2. After obtaining necessary licences, the petitioner
established a Stone Metal Crusher Unit. Ext.P3 dated 24.05.1993
is the resolution of the 1st respondent to grant licence to the
petitioner’s unit and Ext.P4 is the licence No.4/1993-94
granted in pursuance thereof. After about a year, a suit was
filed before the Munsiff’s Court, Changanassery as O.S.No.345
of 1994 seeking to restrain the unit from functioning and the
suit was dismissed by Ext.P1 judgment. Thereafter, proceedings
under section 133 of the Cr.P.C. were initiated by the Sub
Divisional Magistrate, Kottayam at the instance of some other
persons and that also resulted in Ext.P2 order holding that the
A party therein failed to prove any public nuisance or danger.
The case was dismissed with a direction to the petitioner to
obtain fresh licences and permission from the authorities
concerned for operating the unit.

3. It is the case of the petitioner that the Kerala
State Pollution Control Board (`KSPCB’ for short) had granted
consent for the establishment of the unit and that the same was

WPC No. 11100/07 2

renewed upto 30.06.2009 by Ext.P5. In the meantime the licence
granted to the petitioner had expired and Ext.P7 application
was submitted for its renewal. It is averred in the writ
petition that Ext.P7 application was considered by the
Panchayat Committee on 23.03.2007 and it was resolved not to
renew the licence and that copy of the resolution was not even
issued to the petitioner. It is at that stage, this writ
petition was filed on 29.03.2007.

4. On 30.03.2007 when this case came up for orders,
this Court has passed an interim order directing the 1st
respondent to issue certified copy of the relevant Minutes of
the Committee held on 23.03.2007 together with a copy of the
Secretary’s Report submitted before the Committee. Thereafter,
the documents were given to the petitioner and along with
I.A.No.5346 of 2007, the Minutes of the Meeting and the Report
of the Secretary, were produced marking the same as Exts.P10
and P11 respectively. It is stated in Ext.P10 that after
detailed deliberations, it was resolved by the Panchayat to
obtain the expert opinion of the Kerala Water Authority, Centre
for Earth Science Studies/ Central Water Commission before the
application is considered. It was so resolved on the
apprehension that the establishment of the unit would adversely
affect the proposed water supply scheme for which a Water
Treatment Plant was to be established in the vicinity of the
unit. Ext.P11 dated 12.03.2007 is the Report of the Secretary
of the 1st respondent, which states that the location of the
proposed Water Treatment Plant is about 3/4 K.M away from the
site and that in between that location and the site, there are
two other stone metal crusher units functioning.

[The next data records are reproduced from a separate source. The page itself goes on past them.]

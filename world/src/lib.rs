#![deny(
    unsafe_code,
    missing_docs,
    dead_code,
    unused_results,
    non_snake_case,
    unreachable_pub
)]

//! Authoritative simulation state for Siegeline.
//!
//! The [`Engine`] owns every entity collection and advances them through a
//! fixed nine-step tick in [`Engine::update`]. Damage detected by one tick's
//! collision pass is applied at the start of the next tick. Hosts mutate the
//! engine only through its command methods or [`apply`], and observe it
//! through the events pushed into their buffer and the [`query`] module.

use std::collections::BTreeMap;

use siegeline_core::{
    constants::{
        GLUE_PUDDLE_RADIUS, HEALER_HEALING_RADIUS, INITIAL_TICKS_WAVE, MAX_GRADE,
        RELOAD_BASE_TICKS,
    },
    point_in_circle, BoardSize, BulletId, CellCoord, Command, CommandOutcome, EnemyAttributes,
    EnemyId, EnemyKind, EnemySnapshot, Event, GlueId, LevelDefinition, LevelError, MineId,
    MortarId, Point, Rejection, TurretId, TurretKind, WaveAttributes,
};
use siegeline_system_spawning::Spawning;
use siegeline_system_tower_combat::{fire, Shot};
use siegeline_system_tower_targeting::TowerTargeting;
use siegeline_system_wave_generation::{early_bonus, Modifiers, WaveGeneration, WaveRequest};
use tracing::{debug, info, warn};

pub mod attributes;
mod enemies;
mod path;
mod projectiles;
mod turrets;

use attributes::AttributeTable;
use enemies::{Enemy, Step};
use path::EnemyPath;
use projectiles::{blast, Bullet, Glue, GlueDose, Mine, Mortar};
use turrets::Turret;
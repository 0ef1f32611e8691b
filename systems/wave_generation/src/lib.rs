#![deny(
    unsafe_code,
    missing_docs,
    dead_code,
    unused_results,
    non_snake_case,
    unreachable_pub
)]

//! Deterministic wave generation with compounding difficulty scaling.
//!
//! A launch picks the template for the current round, replicates it once the
//! templates have been cycled through, converts relative spawn slots into
//! absolute ticks, and derives the health and reward multipliers applied to
//! every enemy spawned from the wave.

use std::collections::BTreeMap;

use siegeline_core::{
    constants::{
        DIFFICULTY_EXPONENT, DIFFICULTY_LINEAR, DIFFICULTY_MODIFIER, EARLY_BONUS_EXPONENT,
        EARLY_BONUS_MODIFIER, MIN_HEALTH_MODIFIER, MIN_REWARD_MODIFIER, REPLICA_GAP,
        REWARD_EXPONENT, REWARD_MODIFIER,
    },
    fix_number, round_half_up, EnemyAttributes, EnemyKind, ScheduledSpawn, WaveAttributes,
    WaveEnemy,
};

/// Engine state a wave launch depends on.
#[derive(Clone, Copy, Debug, PartialEq)]
pub struct WaveRequest {
    /// Number of waves launched before this one.
    pub round: u32,
    /// Engine tick at launch time.
    pub tick: u64,
    /// Ticks between two relative spawn slots.
    pub spawn_interval: u64,
    /// Credits earned so far through kills and bonuses.
    pub credits_earned: i64,
}

/// Outcome of a wave launch.
#[derive(Clone, Debug, PartialEq)]
pub struct WavePlan {
    /// Spawns to merge into the pending schedule, in template order.
    pub spawns: Vec<ScheduledSpawn>,
    /// Flat reward of the wave template.
    pub wave_reward: i64,
    /// Multipliers applied to enemies spawned after the launch.
    pub modifiers: Modifiers,
    /// Scaled credits the new enemies are worth in total.
    pub reward: i64,
}

/// Health and reward multipliers derived from the player's earnings.
#[derive(Clone, Copy, Debug, PartialEq)]
pub struct Modifiers {
    /// Multiplier applied to enemy life.
    pub health: f64,
    /// Multiplier applied to enemy value.
    pub reward: f64,
}

impl Default for Modifiers {
    fn default() -> Self {
        Self {
            health: 1.0,
            reward: 1.0,
        }
    }
}

impl Modifiers {
    /// Derives the multipliers for a wave whose enemies total `wave_health`.
    #[must_use]
    pub fn derive(credits_earned: i64, wave_health: f64) -> Self {
        let earned = credits_earned as f64;
        let damage_possible = round_half_up(
            DIFFICULTY_LINEAR * earned + DIFFICULTY_MODIFIER * earned.powf(DIFFICULTY_EXPONENT),
        );

        let ratio = if wave_health > 0.0 {
            fix_number(damage_possible / wave_health)
        } else {
            MIN_HEALTH_MODIFIER
        };
        let health = ratio.max(MIN_HEALTH_MODIFIER);
        let reward = (REWARD_MODIFIER * health.powf(REWARD_EXPONENT)).max(MIN_REWARD_MODIFIER);

        Self { health, reward }
    }

    /// Life of a freshly spawned enemy.
    #[must_use]
    pub fn scale_life(&self, life: f64) -> f64 {
        fix_number(life * self.health)
    }

    /// Credits a freshly spawned enemy is worth.
    #[must_use]
    pub fn scale_value(&self, value: i64) -> i64 {
        round_half_up(value as f64 * self.reward) as i64
    }
}

/// Early-completion bonus for the remaining reward of the active waves.
#[must_use]
pub fn early_bonus(wave_reward: i64, remaining_reward: i64) -> i64 {
    let remaining = remaining_reward.max(0) as f64;
    let scaled = round_half_up(EARLY_BONUS_MODIFIER * remaining.powf(EARLY_BONUS_EXPONENT));
    round_half_up(wave_reward as f64 + scaled) as i64
}

/// Wave generation system that reuses its replica buffer between launches.
#[derive(Debug, Default)]
pub struct WaveGeneration {
    replicas: Vec<WaveEnemy>,
}

impl WaveGeneration {
    /// Creates a new wave generation system.
    #[must_use]
    pub fn new() -> Self {
        Self::default()
    }

    /// Expands the template for `request.round` into a [`WavePlan`].
    ///
    /// Returns `None` when no templates exist.
    pub fn generate(
        &mut self,
        request: WaveRequest,
        waves: &[WaveAttributes],
        enemies: &BTreeMap<EnemyKind, EnemyAttributes>,
    ) -> Option<WavePlan> {
        let count = u32::try_from(waves.len()).ok().filter(|count| *count > 0)?;
        let template = waves.get((request.round % count) as usize)?;

        self.expand(template, request.round / count);

        let wave_health: f64 = self
            .replicas
            .iter()
            .filter_map(|entry| enemies.get(&entry.kind))
            .map(|attributes| attributes.life)
            .sum();
        let modifiers = Modifiers::derive(request.credits_earned, wave_health);

        let reward: i64 = self
            .replicas
            .iter()
            .filter_map(|entry| enemies.get(&entry.kind))
            .map(|attributes| round_half_up(modifiers.reward * attributes.value as f64) as i64)
            .sum();

        let spawns = self
            .replicas
            .iter()
            .map(|entry| ScheduledSpawn {
                kind: entry.kind,
                tick: entry
                    .t
                    .saturating_mul(request.spawn_interval)
                    .saturating_add(request.tick)
                    .saturating_add(1),
            })
            .collect();

        Some(WavePlan {
            spawns,
            wave_reward: template.wave_reward,
            modifiers,
            reward,
        })
    }

    fn expand(&mut self, template: &WaveAttributes, cycles: u32) {
        self.replicas.clear();
        self.replicas.extend_from_slice(&template.enemies);

        let extra = cycles
            .saturating_mul(template.extend)
            .min(template.max_extend);

        for _ in 0..extra {
            let Some(last) = self.replicas.last().map(|entry| entry.t) else {
                break;
            };

            let offset = last.saturating_add(REPLICA_GAP);
            self.replicas
                .extend(template.enemies.iter().map(|entry| WaveEnemy {
                    kind: entry.kind,
                    t: entry.t.saturating_add(offset),
                }));
        }
    }
}
//! Deterministic numeric utilities.
//!
//! Every positional and damage computation in the engine is routed through
//! [`fix_number`], which snaps values to five fractional digits so that the
//! trajectory of a replay does not depend on the last bits of intermediate
//! floating-point results.

use serde::{Deserialize, Serialize};

const FIXED_SCALE: f64 = 1e5;
const SEGMENT_BUFFER: f64 = 0.1;

/// Rounds to the nearest integer, resolving halves towards positive infinity.
#[must_use]
pub fn round_half_up(value: f64) -> f64 {
    (value + 0.5).floor()
}

/// Snaps `value` to five fractional digits; `NaN` becomes zero.
#[must_use]
pub fn fix_number(value: f64) -> f64 {
    if value.is_nan() {
        return 0.0;
    }

    round_half_up(value * FIXED_SCALE) / FIXED_SCALE
}

/// Continuous position on the board measured in cells.
#[derive(Clone, Copy, Debug, Default, PartialEq, Serialize, Deserialize)]
pub struct Point {
    /// Horizontal coordinate, growing with the column index.
    pub x: f64,
    /// Vertical coordinate, growing with the row index.
    pub y: f64,
}

impl Point {
    /// Creates a point from its coordinates.
    #[must_use]
    pub const fn new(x: f64, y: f64) -> Self {
        Self { x, y }
    }

    /// Fixed squared distance between two points.
    #[must_use]
    pub fn squared_distance(self, other: Point) -> f64 {
        let dx = self.x - other.x;
        let dy = self.y - other.y;
        fix_number(dx * dx + dy * dy)
    }

    /// Fixed euclidean distance between two points.
    #[must_use]
    pub fn distance(self, other: Point) -> f64 {
        let dx = self.x - other.x;
        let dy = self.y - other.y;
        fix_number((dx * dx + dy * dy).sqrt())
    }
}

/// Reports whether `point` lies within `radius` of `center`.
#[must_use]
pub fn point_in_circle(point: Point, center: Point, radius: f64) -> bool {
    point.distance(center) <= radius
}

/// Reports whether `point` lies on the segment between `start` and `end`.
///
/// The test compares the sum of distances to both endpoints with the segment
/// length, accepting a small buffer to tolerate the fixed rounding.
#[must_use]
pub fn point_on_segment(start: Point, end: Point, point: Point) -> bool {
    let to_start = point.distance(start);
    let to_end = point.distance(end);
    let length = start.distance(end);
    let sum = to_start + to_end;

    sum >= length - SEGMENT_BUFFER && sum <= length + SEGMENT_BUFFER
}

/// Reports whether the segment between `start` and `end` touches the circle.
#[must_use]
pub fn segment_intersects_circle(start: Point, end: Point, center: Point, radius: f64) -> bool {
    if point_in_circle(start, center, radius) || point_in_circle(end, center, radius) {
        return true;
    }

    let length = start.distance(end);
    if length == 0.0 {
        return false;
    }

    let along_x = end.x - start.x;
    let along_y = end.y - start.y;
    let dot = ((center.x - start.x) * along_x + (center.y - start.y) * along_y) / (length * length);
    let closest = Point::new(start.x + dot * along_x, start.y + dot * along_y);

    if !point_on_segment(start, end, closest) {
        return false;
    }

    closest.distance(center) <= radius
}

/// Stable top-down merge sort driven by a strict "less than" predicate.
///
/// Elements that do not compare less keep their relative order, so entries
/// with equal keys leave the sort in the order they entered it.
#[must_use]
pub fn merge_sort<T, F>(items: Vec<T>, less: F) -> Vec<T>
where
    F: Fn(&T, &T) -> bool,
{
    sort_run(items, &less)
}

fn sort_run<T, F>(mut items: Vec<T>, less: &F) -> Vec<T>
where
    F: Fn(&T, &T) -> bool,
{
    if items.len() <= 1 {
        return items;
    }

    let right = items.split_off(items.len() / 2);
    let left = sort_run(items, less);
    let right = sort_run(right, less);
    merge_runs(left, right, less)
}

fn merge_runs<T, F>(left: Vec<T>, right: Vec<T>, less: &F) -> Vec<T>
where
    F: Fn(&T, &T) -> bool,
{
    let mut merged = Vec::with_capacity(left.len() + right.len());
    let mut left = left.into_iter().peekable();
    let mut right = right.into_iter().peekable();

    loop {
        let take_right = match (left.peek(), right.peek()) {
            (Some(first), Some(second)) => less(second, first),
            (Some(_), None) => false,
            (None, Some(_)) => true,
            (None, None) => break,
        };

        let next = if take_right { right.next() } else { left.next() };
        if let Some(item) = next {
            merged.push(item);
        }
    }

    merged
}

#[cfg(test)]
mod tests {
    use super::*;
    use proptest::prelude::*;

    #[test]
    fn fix_number_snaps_to_five_digits() {
        assert_eq!(fix_number(0.1 + 0.2), 0.3);
        assert_eq!(fix_number(1.234_567), 1.234_57);
        assert_eq!(fix_number(-1.5), -1.5);
        assert_eq!(fix_number(f64::NAN), 0.0);
    }

    #[test]
    fn round_half_up_matches_credit_rounding() {
        assert_eq!(round_half_up(2.5), 3.0);
        assert_eq!(round_half_up(-2.5), -2.0);
        assert_eq!(round_half_up(2.49), 2.0);
    }

    #[test]
    fn circle_boundary_counts_as_inside() {
        let center = Point::new(1.0, 1.0);
        assert!(point_in_circle(Point::new(2.0, 1.0), center, 1.0));
        assert!(!point_in_circle(Point::new(2.1, 1.0), center, 1.0));
    }

    #[test]
    fn segment_passing_through_circle_intersects() {
        let start = Point::new(0.0, 0.0);
        let end = Point::new(4.0, 0.0);
        assert!(segment_intersects_circle(start, end, Point::new(2.0, 0.3), 0.5));
        assert!(!segment_intersects_circle(start, end, Point::new(2.0, 0.6), 0.5));
    }

    #[test]
    fn segment_ending_before_circle_misses() {
        let start = Point::new(0.0, 0.0);
        let end = Point::new(1.0, 0.0);
        assert!(!segment_intersects_circle(start, end, Point::new(3.0, 0.0), 0.5));
    }

    #[test]
    fn degenerate_segment_only_checks_its_point() {
        let point = Point::new(1.0, 1.0);
        assert!(!segment_intersects_circle(point, point, Point::new(3.0, 3.0), 0.5));
        assert!(segment_intersects_circle(point, point, Point::new(1.2, 1.0), 0.5));
    }

    #[test]
    fn merge_sort_keeps_equal_keys_in_order() {
        let entries = vec![(3, 'a'), (1, 'b'), (3, 'c'), (1, 'd'), (2, 'e')];
        let sorted = merge_sort(entries, |left, right| left.0 < right.0);
        assert_eq!(
            sorted,
            vec![(1, 'b'), (1, 'd'), (2, 'e'), (3, 'a'), (3, 'c')]
        );
    }

    proptest! {
        #![proptest_config(ProptestConfig::with_cases(128))]

        #[test]
        fn merge_sort_is_sorted_and_stable(keys in prop::collection::vec(0u8..6, 0..40)) {
            let tagged: Vec<(u8, usize)> = keys.iter().copied().zip(0..).collect();
            let sorted = merge_sort(tagged.clone(), |left, right| left.0 < right.0);

            let mut expected = tagged;
            expected.sort_by_key(|entry| entry.0);
            prop_assert_eq!(sorted, expected);
        }

        #[test]
        fn fix_number_is_idempotent(value in -1e6f64..1e6) {
            let once = fix_number(value);
            prop_assert_eq!(fix_number(once), once);
        }
    }
}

5. It is contending that if the unit is established

WPC No. 11100/07 3

there is no possibility of any kind of pollution, that there
are two other units already functioning, that no steps have
been taken for the establishments of the Water Treatment Plant,
this writ petition has been filed. Petitioner has also
produced as Ext.P8, copy of a litho plan, indicating the
location of the unit and the proposed Water Treatment Plant.
Ext.P9 photographs have been produced stating that in the
proposed location there already exists a storage tank, which is
not in use at all. On these averments, petitioner is seeking
the relief’s mentioned above.

6. On behalf of the 1st respondent, the Secretary has
filed a counter affidavit producing Exts.R1(a) and (b), which
are Exts.P11 and P10 and stating that the application of the
petitioner can be considered and licence granted only after the
report of the experts are obtained.

7. The President and Vice President of the 1st
respondent Panchayat, filed I.A.No.5623 of 2007 to get
themselves impleaded as Addl. Respondents 2 and 3, which was
allowed by order dated 17.04.2007. They have filed a counter
affidavit contending inter-alia that the remedy of the
petitioner is provided under Section 276 of the Kerala
Panchayat Raj Act 1994. It is also stated that since the
Panchayat Committee has not rejected the application of the
petitioner but has only resolved to obtain an expert opinion
before taking a decision, the writ petition is premature. It is
also their contention that the Panchayat cannot be restrained
from exercising its right as the licensing authority.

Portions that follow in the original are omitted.